◆ Task statement ◆
Search the data for the word "format" and copy every line that contains it.

Stored items:
-=-=-

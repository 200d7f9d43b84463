//! Stripe client configuration

use reelkit_shared::UsageKind;
use stripe::Client;

use crate::error::{BillingError, BillingResult};

/// Per-kind Stripe wiring: the metered price and the meter event it feeds
#[derive(Debug, Clone)]
pub struct KindPricing {
    /// Stripe price ID (metered, attached to the usage subscription)
    pub price_id: String,
    /// Billing meter event name this kind reports against
    pub meter_event: String,
}

/// Price/meter table for all usage kinds
#[derive(Debug, Clone)]
pub struct PricingTable {
    pub script: KindPricing,
    pub voice: KindPricing,
    pub lipsync: KindPricing,
    pub edit: KindPricing,
}

impl PricingTable {
    pub fn for_kind(&self, kind: UsageKind) -> &KindPricing {
        match kind {
            UsageKind::Script => &self.script,
            UsageKind::Voice => &self.voice,
            UsageKind::Lipsync => &self.lipsync,
            UsageKind::Edit => &self.edit,
        }
    }

    /// All price IDs, in canonical kind order
    pub fn all_price_ids(&self) -> Vec<&str> {
        UsageKind::ALL
            .iter()
            .map(|k| self.for_kind(*k).price_id.as_str())
            .collect()
    }
}

/// Configuration for Stripe billing
#[derive(Debug, Clone)]
pub struct StripeConfig {
    /// Stripe secret API key
    pub secret_key: String,
    /// Stripe webhook signing secret
    pub webhook_secret: String,
    /// Metered price and meter event name per usage kind
    pub pricing: PricingTable,
    /// Hard ceiling on unbilled local spend, in cents
    pub daily_cap_cents: i64,
    /// One-time trial credit seeded for trialing payers, in cents
    pub trial_credit_cents: i64,
    /// Customer-facing billing portal URL, surfaced in cap responses
    pub portal_url: String,
}

fn required(key: &str) -> BillingResult<String> {
    std::env::var(key).map_err(|_| BillingError::Config(format!("{key} not set")))
}

fn kind_pricing(kind: UsageKind) -> BillingResult<KindPricing> {
    let suffix = kind.as_str().to_uppercase();
    Ok(KindPricing {
        price_id: required(&format!("STRIPE_PRICE_{suffix}"))?,
        meter_event: required(&format!("STRIPE_METER_{suffix}"))?,
    })
}

impl StripeConfig {
    /// Create config from environment variables
    pub fn from_env() -> BillingResult<Self> {
        Ok(Self {
            secret_key: required("STRIPE_SECRET_KEY")?,
            webhook_secret: required("STRIPE_WEBHOOK_SECRET")?,
            pricing: PricingTable {
                script: kind_pricing(UsageKind::Script)?,
                voice: kind_pricing(UsageKind::Voice)?,
                lipsync: kind_pricing(UsageKind::Lipsync)?,
                edit: kind_pricing(UsageKind::Edit)?,
            },
            daily_cap_cents: std::env::var("DAILY_CAP_CENTS")
                .ok()
                .and_then(|v| v.parse().ok())
                .unwrap_or(15_000),
            trial_credit_cents: std::env::var("TRIAL_CREDIT_CENTS")
                .ok()
                .and_then(|v| v.parse().ok())
                .unwrap_or(500),
            portal_url: std::env::var("BILLING_PORTAL_URL")
                .unwrap_or_else(|_| "https://billing.stripe.com/p/login".to_string()),
        })
    }
}

/// Stripe billing client
#[derive(Clone)]
pub struct StripeClient {
    client: Client,
    config: StripeConfig,
}

impl StripeClient {
    /// Create a new Stripe client from config
    pub fn new(config: StripeConfig) -> Self {
        let client = Client::new(&config.secret_key);
        Self { client, config }
    }

    /// Create a new Stripe client from environment variables
    pub fn from_env() -> BillingResult<Self> {
        let config = StripeConfig::from_env()?;
        Ok(Self::new(config))
    }

    /// Get the inner Stripe client
    pub fn inner(&self) -> &Client {
        &self.client
    }

    /// Get the config
    pub fn config(&self) -> &StripeConfig {
        &self.config
    }
}
//! Database utilities and connection management

use sqlx::postgres::{PgConnectOptions, PgPool, PgPoolOptions};
use std::{str::FromStr, time::Duration};

/// Create a database connection pool
/// Note: Disables statement cache for PgBouncer compatibility
pub async fn create_pool(database_url: &str) -> Result<PgPool, sqlx::Error> {
    // PgBouncer in transaction mode doesn't support prepared statements
    let options = PgConnectOptions::from_str(database_url)?.statement_cache_capacity(0);

    PgPoolOptions::new()
        .max_connections(5)
        .min_connections(0)
        .acquire_timeout(Duration::from_secs(30))
        .idle_timeout(Duration::from_secs(60))
        .max_lifetime(Duration::from_secs(300))
        .connect_with(options)
        .await
}

#[cfg(test)]
mod tests {
    #![allow(clippy::expect_used)]

    use super::*;

    #[tokio::test]
    #[ignore] // Requires database
    async fn test_create_pool() {
        let url = std::env::var("DATABASE_URL").expect("DATABASE_URL required");
        let pool = create_pool(&url).await.expect("Failed to create pool");
        assert!(pool.size() > 0);
    }
}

-=-=-

◆ Answer for the task ◆
    std::env::var(key).map_err(|_| BillingError::Config(format!("{key} not set")))
        price_id: required(&format!("STRIPE_PRICE_{suffix}"))?,
        meter_event: required(&format!("STRIPE_METER_{suffix}"))?,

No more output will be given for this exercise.